» Task objective:
Repeat the material exactly, leaving no line out.

━━━ Data extract ━━━

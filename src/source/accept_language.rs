//! `Accept-Language` header parsing.
//!
//! Entries are returned in the order they are listed. Quality weights are
//! parsed but never used to reorder: the first listed tag is taken as the
//! client's preference.

/// One entry of an `Accept-Language` header.
#[derive(Debug, Clone, Copy, PartialEq)]
pub struct LanguageRange<'a> {
    /// The language tag, e.g. `fr-CH`.
    pub tag: &'a str,
    /// The `q` weight, if one was given and parses.
    pub quality: Option<f32>,
}

impl<'a> LanguageRange<'a> {
    /// Returns the primary language subtag (`fr` for `fr-CH`).
    pub fn primary(&self) -> &'a str {
        self.tag.split(['-', '_']).next().unwrap_or(self.tag)
    }
}

/// Parses a header value into its entries, in listed order.
///
/// Empty entries and the `*` wildcard are skipped.
///
/// # Examples
///
/// ```
/// use request_locale::source::accept_language::parse;
///
/// let ranges = parse("fr-CH, fr;q=0.9, *;q=0.1");
/// let tags: Vec<_> = ranges.iter().map(|r| r.tag).collect();
/// assert_eq!(tags, ["fr-CH", "fr"]);
/// assert_eq!(ranges[1].quality, Some(0.9));
/// ```
pub fn parse(header: &str) -> Vec<LanguageRange<'_>> {
    header
        .split(',')
        .filter_map(|entry| {
            let mut parts = entry.split(';');
            let tag = parts.next()?.trim();
            if tag.is_empty() || tag == "*" {
                return None;
            }
            let quality = parts.find_map(|p| {
                let (name, value) = p.split_once('=')?;
                if name.trim().eq_ignore_ascii_case("q") {
                    value.trim().parse().ok()
                } else {
                    None
                }
            });
            Some(LanguageRange { tag, quality })
        })
        .collect()
}

/// Selects a tag from the header.
///
/// With a `filter`, returns the first listed tag whose primary subtag
/// matches it case-insensitively. Without one, returns the first listed tag.
///
/// # Examples
///
/// ```
/// use request_locale::source::accept_language::select;
///
/// let header = "fr-CH, fr;q=0.9, en;q=0.8, de;q=0.7";
/// assert_eq!(select(header, None), Some("fr-CH"));
/// assert_eq!(select(header, Some("de")), Some("de"));
/// assert_eq!(select(header, Some("it")), None);
/// ```
pub fn select<'a>(header: &'a str, filter: Option<&str>) -> Option<&'a str> {
    let ranges = parse(header);
    match filter {
        Some(primary) => ranges
            .iter()
            .find(|r| r.primary().eq_ignore_ascii_case(primary))
            .map(|r| r.tag),
        None => ranges.first().map(|r| r.tag),
    }
}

━━━

» Solution below:
filename src/source/accept_language.rs
//! `Accept-Language` header parsing.
//!
//! Entries are returned in the order they are listed. Quality weights are
//! parsed but never used to reorder: the first listed tag is taken as the
//! client's preference.

/// One entry of an `Accept-Language` header.
#[derive(Debug, Clone, Copy, PartialEq)]
pub struct LanguageRange<'a> {
    /// The language tag, e.g. `fr-CH`.
    pub tag: &'a str,
    /// The `q` weight, if one was given and parses.
    pub quality: Option<f32>,
}

impl<'a> LanguageRange<'a> {
    /// Returns the primary language subtag (`fr` for `fr-CH`).
    pub fn primary(&self) -> &'a str {
        self.tag.split(['-', '_']).next().unwrap_or(self.tag)
    }
}

/// Parses a header value into its entries, in listed order.
///
/// Empty entries and the `*` wildcard are skipped.
///
/// # Examples
///
/// ```
/// use request_locale::source::accept_language::parse;
///
/// let ranges = parse("fr-CH, fr;q=0.9, *;q=0.1");
/// let tags: Vec<_> = ranges.iter().map(|r| r.tag).collect();
/// assert_eq!(tags, ["fr-CH", "fr"]);
/// assert_eq!(ranges[1].quality, Some(0.9));
/// ```
pub fn parse(header: &str) -> Vec<LanguageRange<'_>> {
    header
        .split(',')
        .filter_map(|entry| {
            let mut parts = entry.split(';');
            let tag = parts.next()?.trim();
            if tag.is_empty() || tag == "*" {
                return None;
            }
            let quality = parts.find_map(|p| {
                let (name, value) = p.split_once('=')?;
                if name.trim().eq_ignore_ascii_case("q") {
                    value.trim().parse().ok()
                } else {
                    None
                }
            });
            Some(LanguageRange { tag, quality })
        })
        .collect()
}

/// Selects a tag from the header.
///
/// With a `filter`, returns the first listed tag whose primary subtag
/// matches it case-insensitively. Without one, returns the first listed tag.
///
/// # Examples
///
/// ```
/// use request_locale::source::accept_language::select;
///
/// let header = "fr-CH, fr;q=0.9, en;q=0.8, de;q=0.7";
/// assert_eq!(select(header, None), Some("fr-CH"));
/// assert_eq!(select(header, Some("de")), Some("de"));
/// assert_eq!(select(header, Some("it")), None);
/// ```
pub fn select<'a>(header: &'a str, filter: Option<&str>) -> Option<&'a str> {
    let ranges = parse(header);
    match filter {
        Some(primary) => ranges
            .iter()
            .find(|r| r.primary().eq_ignore_ascii_case(primary))
            .map(|r| r.tag),
        None => ranges.first().map(|r| r.tag),
    }
}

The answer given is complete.